### Your goal
Each entry needs to be copied exactly, with nothing left out.

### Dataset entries
========================================================================

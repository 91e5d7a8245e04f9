//! Result envelope returned by an agent.

use super::{AgentError, AgentType, EnvelopeError, TaskEnvelope, TaskId, TraceContext, WorkflowId};
use chrono::{DateTime, Utc};
use mockable::Clock;
use serde::{Deserialize, Serialize};
use serde_json::Value;

/// Outcome reported by an agent.
#[derive(Debug, Clone, Copy, PartialEq, Eq, Hash, Serialize, Deserialize)]
#[serde(rename_all = "snake_case")]
pub enum ResultStatus {
    /// The stage's work completed.
    Success,
    /// The stage's work failed.
    Failure,
    /// Usable output that did not meet the completion criteria.
    Partial,
}

impl ResultStatus {
    /// Returns the canonical wire representation.
    #[must_use]
    pub const fn as_str(self) -> &'static str {
        match self {
            Self::Success => "success",
            Self::Failure => "failure",
            Self::Partial => "partial",
        }
    }
}

/// Execution measurements reported with a result.
#[derive(Debug, Clone, Copy, PartialEq, Eq, Default, Serialize, Deserialize)]
pub struct ResultMetrics {
    /// Wall-clock duration of the attempt.
    pub duration_ms: u64,
    /// CPU time consumed, if measured.
    #[serde(default, skip_serializing_if = "Option::is_none")]
    pub cpu_ms: Option<u64>,
    /// Peak resident memory, if measured.
    #[serde(default, skip_serializing_if = "Option::is_none")]
    pub memory_bytes: Option<u64>,
}

/// Unit of work returned by an agent, correlated by `(task_id, workflow_id)`.
#[derive(Debug, Clone, PartialEq, Eq, Serialize, Deserialize)]
pub struct ResultEnvelope {
    /// Task this result answers.
    pub task_id: TaskId,
    /// Workflow owning the task.
    pub workflow_id: WorkflowId,
    /// Agent type that produced the result.
    pub agent_type: AgentType,
    /// Reported outcome.
    pub status: ResultStatus,
    /// Action-specific output.
    #[serde(default)]
    pub output: Value,
    /// Error detail for failures.
    #[serde(default, skip_serializing_if = "Option::is_none")]
    pub error: Option<AgentError>,
    /// Execution measurements.
    #[serde(default)]
    pub metrics: ResultMetrics,
    /// Contract version the output conforms to.
    pub version: String,
    /// Tracing identifiers.
    pub trace: TraceContext,
    /// Completion timestamp.
    pub completed_at: DateTime<Utc>,
}

impl ResultEnvelope {
    /// Creates a successful result answering `task`.
    #[must_use]
    pub fn success(task: &TaskEnvelope, output: Value, clock: &impl Clock) -> Self {
        Self::answering(task, ResultStatus::Success, output, None, clock)
    }

    /// Creates a partial result answering `task`.
    #[must_use]
    pub fn partial(task: &TaskEnvelope, output: Value, clock: &impl Clock) -> Self {
        Self::answering(task, ResultStatus::Partial, output, None, clock)
    }

    /// Creates a failed result answering `task`.
    #[must_use]
    pub fn failure(task: &TaskEnvelope, error: AgentError, clock: &impl Clock) -> Self {
        Self::answering(task, ResultStatus::Failure, Value::Null, Some(error), clock)
    }

    fn answering(
        task: &TaskEnvelope,
        status: ResultStatus,
        output: Value,
        error: Option<AgentError>,
        clock: &impl Clock,
    ) -> Self {
        Self {
            task_id: task.task_id,
            workflow_id: task.workflow_id,
            agent_type: task.agent_type,
            status,
            output,
            error,
            metrics: ResultMetrics::default(),
            version: task.version.clone(),
            trace: task.trace.child(),
            completed_at: clock.utc(),
        }
    }

    /// Attaches execution measurements.
    #[must_use]
    pub const fn with_metrics(mut self, metrics: ResultMetrics) -> Self {
        self.metrics = metrics;
        self
    }

    /// Overrides the declared contract version.
    #[must_use]
    pub fn with_version(mut self, version: impl Into<String>) -> Self {
        self.version = version.into();
        self
    }

    /// Encodes the envelope as a JSON value.
    ///
    /// # Errors
    ///
    /// Returns [`EnvelopeError::Serialization`] if encoding fails.
    pub fn to_value(&self) -> Result<Value, EnvelopeError> {
        serde_json::to_value(self).map_err(|err| EnvelopeError::Serialization(err.to_string()))
    }

    /// Decodes an envelope from a JSON value.
    ///
    /// # Errors
    ///
    /// Returns [`EnvelopeError::Serialization`] if the value is not a valid
    /// result envelope.
    pub fn from_value(value: Value) -> Result<Self, EnvelopeError> {
        serde_json::from_value(value).map_err(|err| EnvelopeError::Serialization(err.to_string()))
    }
}
//! Service layer driving workflows through their stages.

mod orchestration;
mod payload;
mod policy;

pub use orchestration::{
    CreateWorkflowRequest, OrchestrationError, OrchestrationResult, OrchestrationService,
    Pipeline,
};
pub use payload::build_payload;
pub use policy::{PartialPolicy, StagePolicies, StagePolicy, failed_blocking_gates};
//! Heartbeat messages published by agents.

use super::AgentId;
use crate::envelope::AgentType;
use chrono::{DateTime, Utc};
use serde::{Deserialize, Serialize};

/// Liveness signal published on the heartbeat channel.
///
/// The orchestrator stamps heartbeats with its own receipt time; `sent_at`
/// is informational only.
#[derive(Debug, Clone, PartialEq, Eq, Serialize, Deserialize)]
pub struct AgentHeartbeat {
    /// Registration the heartbeat belongs to.
    pub agent_id: AgentId,
    /// Agent type the sender believes it serves.
    pub agent_type: AgentType,
    /// Tasks currently being worked on.
    #[serde(default)]
    pub in_flight: u32,
    /// Sender-side timestamp.
    #[serde(default, skip_serializing_if = "Option::is_none")]
    pub sent_at: Option<DateTime<Utc>>,
}

impl AgentHeartbeat {
    /// Creates a heartbeat with nothing in flight.
    #[must_use]
    pub const fn new(agent_id: AgentId, agent_type: AgentType) -> Self {
        Self {
            agent_id,
            agent_type,
            in_flight: 0,
            sent_at: None,
        }
    }

    /// Sets the number of tasks in flight.
    #[must_use]
    pub const fn with_in_flight(mut self, in_flight: u32) -> Self {
        self.in_flight = in_flight;
        self
    }
}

========================================================================

### Finished exercise
repository 91e5d7a8245e04f9
//! Result envelope returned by an agent.

use super::{AgentError, AgentType, EnvelopeError, TaskEnvelope, TaskId, TraceContext, WorkflowId};
use chrono::{DateTime, Utc};
use mockable::Clock;
use serde::{Deserialize, Serialize};
use serde_json::Value;

/// Outcome reported by an agent.
#[derive(Debug, Clone, Copy, PartialEq, Eq, Hash, Serialize, Deserialize)]
#[serde(rename_all = "snake_case")]
pub enum ResultStatus {
    /// The stage's work completed.
    Success,
    /// The stage's work failed.
    Failure,
    /// Usable output that did not meet the completion criteria.
    Partial,
}

impl ResultStatus {
    /// Returns the canonical wire representation.
    #[must_use]
    pub const fn as_str(self) -> &'static str {
        match self {
            Self::Success => "success",
            Self::Failure => "failure",
            Self::Partial => "partial",
        }
    }
}

/// Execution measurements reported with a result.
#[derive(Debug, Clone, Copy, PartialEq, Eq, Default, Serialize, Deserialize)]
pub struct ResultMetrics {
    /// Wall-clock duration of the attempt.
    pub duration_ms: u64,
    /// CPU time consumed, if measured.
    #[serde(default, skip_serializing_if = "Option::is_none")]
    pub cpu_ms: Option<u64>,
    /// Peak resident memory, if measured.
    #[serde(default, skip_serializing_if = "Option::is_none")]
    pub memory_bytes: Option<u64>,
}

/// Unit of work returned by an agent, correlated by `(task_id, workflow_id)`.
#[derive(Debug, Clone, PartialEq, Eq, Serialize, Deserialize)]
pub struct ResultEnvelope {
    /// Task this result answers.
    pub task_id: TaskId,
    /// Workflow owning the task.
    pub workflow_id: WorkflowId,
    /// Agent type that produced the result.
    pub agent_type: AgentType,
    /// Reported outcome.
    pub status: ResultStatus,
    /// Action-specific output.
    #[serde(default)]
    pub output: Value,
    /// Error detail for failures.
    #[serde(default, skip_serializing_if = "Option::is_none")]
    pub error: Option<AgentError>,
    /// Execution measurements.
    #[serde(default)]
    pub metrics: ResultMetrics,
    /// Contract version the output conforms to.
    pub version: String,
    /// Tracing identifiers.
    pub trace: TraceContext,
    /// Completion timestamp.
    pub completed_at: DateTime<Utc>,
}

impl ResultEnvelope {
    /// Creates a successful result answering `task`.
    #[must_use]
    pub fn success(task: &TaskEnvelope, output: Value, clock: &impl Clock) -> Self {
        Self::answering(task, ResultStatus::Success, output, None, clock)
    }

    /// Creates a partial result answering `task`.
    #[must_use]
    pub fn partial(task: &TaskEnvelope, output: Value, clock: &impl Clock) -> Self {
        Self::answering(task, ResultStatus::Partial, output, None, clock)
    }

    /// Creates a failed result answering `task`.
    #[must_use]
    pub fn failure(task: &TaskEnvelope, error: AgentError, clock: &impl Clock) -> Self {
        Self::answering(task, ResultStatus::Failure, Value::Null, Some(error), clock)
    }

    fn answering(
        task: &TaskEnvelope,
        status: ResultStatus,
        output: Value,
        error: Option<AgentError>,
        clock: &impl Clock,
    ) -> Self {
        Self {
            task_id: task.task_id,
            workflow_id: task.workflow_id,
            agent_type: task.agent_type,
            status,
            output,
            error,
            metrics: ResultMetrics::default(),
            version: task.version.clone(),
            trace: task.trace.child(),
            completed_at: clock.utc(),
        }
    }

    /// Attaches execution measurements.
    #[must_use]
    pub const fn with_metrics(mut self, metrics: ResultMetrics) -> Self {
        self.metrics = metrics;
        self
    }

    /// Overrides the declared contract version.
    #[must_use]
    pub fn with_version(mut self, version: impl Into<String>) -> Self {
        self.version = version.into();
        self
    }

    /// Encodes the envelope as a JSON value.
    ///
    /// # Errors
    ///
    /// Returns [`EnvelopeError::Serialization`] if encoding fails.
    pub fn to_value(&self) -> Result<Value, EnvelopeError> {
        serde_json::to_value(self).map_err(|err| EnvelopeError::Serialization(err.to_string()))
    }

    /// Decodes an envelope from a JSON value.
    ///
    /// # Errors
    ///
    /// Returns [`EnvelopeError::Serialization`] if the value is not a valid
    /// result envelope.
    pub fn from_value(value: Value) -> Result<Self, EnvelopeError> {
        serde_json::from_value(value).map_err(|err| EnvelopeError::Serialization(err.to_string()))
    }
}
//! Service layer driving workflows through their stages.

mod orchestration;
mod payload;
mod policy;

pub use orchestration::{
    CreateWorkflowRequest, OrchestrationError, OrchestrationResult, OrchestrationService,
    Pipeline,
};
pub use payload::build_payload;
pub use policy::{PartialPolicy, StagePolicies, StagePolicy, failed_blocking_gates};
//! Heartbeat messages published by agents.

use super::AgentId;
use crate::envelope::AgentType;
use chrono::{DateTime, Utc};
use serde::{Deserialize, Serialize};

/// Liveness signal published on the heartbeat channel.
///
/// The orchestrator stamps heartbeats with its own receipt time; `sent_at`
/// is informational only.
#[derive(Debug, Clone, PartialEq, Eq, Serialize, Deserialize)]
pub struct AgentHeartbeat {
    /// Registration the heartbeat belongs to.
    pub agent_id: AgentId,
    /// Agent type the sender believes it serves.
    pub agent_type: AgentType,
    /// Tasks currently being worked on.
    #[serde(default)]
    pub in_flight: u32,
    /// Sender-side timestamp.
    #[serde(default, skip_serializing_if = "Option::is_none")]
    pub sent_at: Option<DateTime<Utc>>,
}

impl AgentHeartbeat {
    /// Creates a heartbeat with nothing in flight.
    #[must_use]
    pub const fn new(agent_id: AgentId, agent_type: AgentType) -> Self {
        Self {
            agent_id,
            agent_type,
            in_flight: 0,
            sent_at: None,
        }
    }

    /// Sets the number of tasks in flight.
    #[must_use]
    pub const fn with_in_flight(mut self, in_flight: u32) -> Self {
        self.in_flight = in_flight;
        self
    }
}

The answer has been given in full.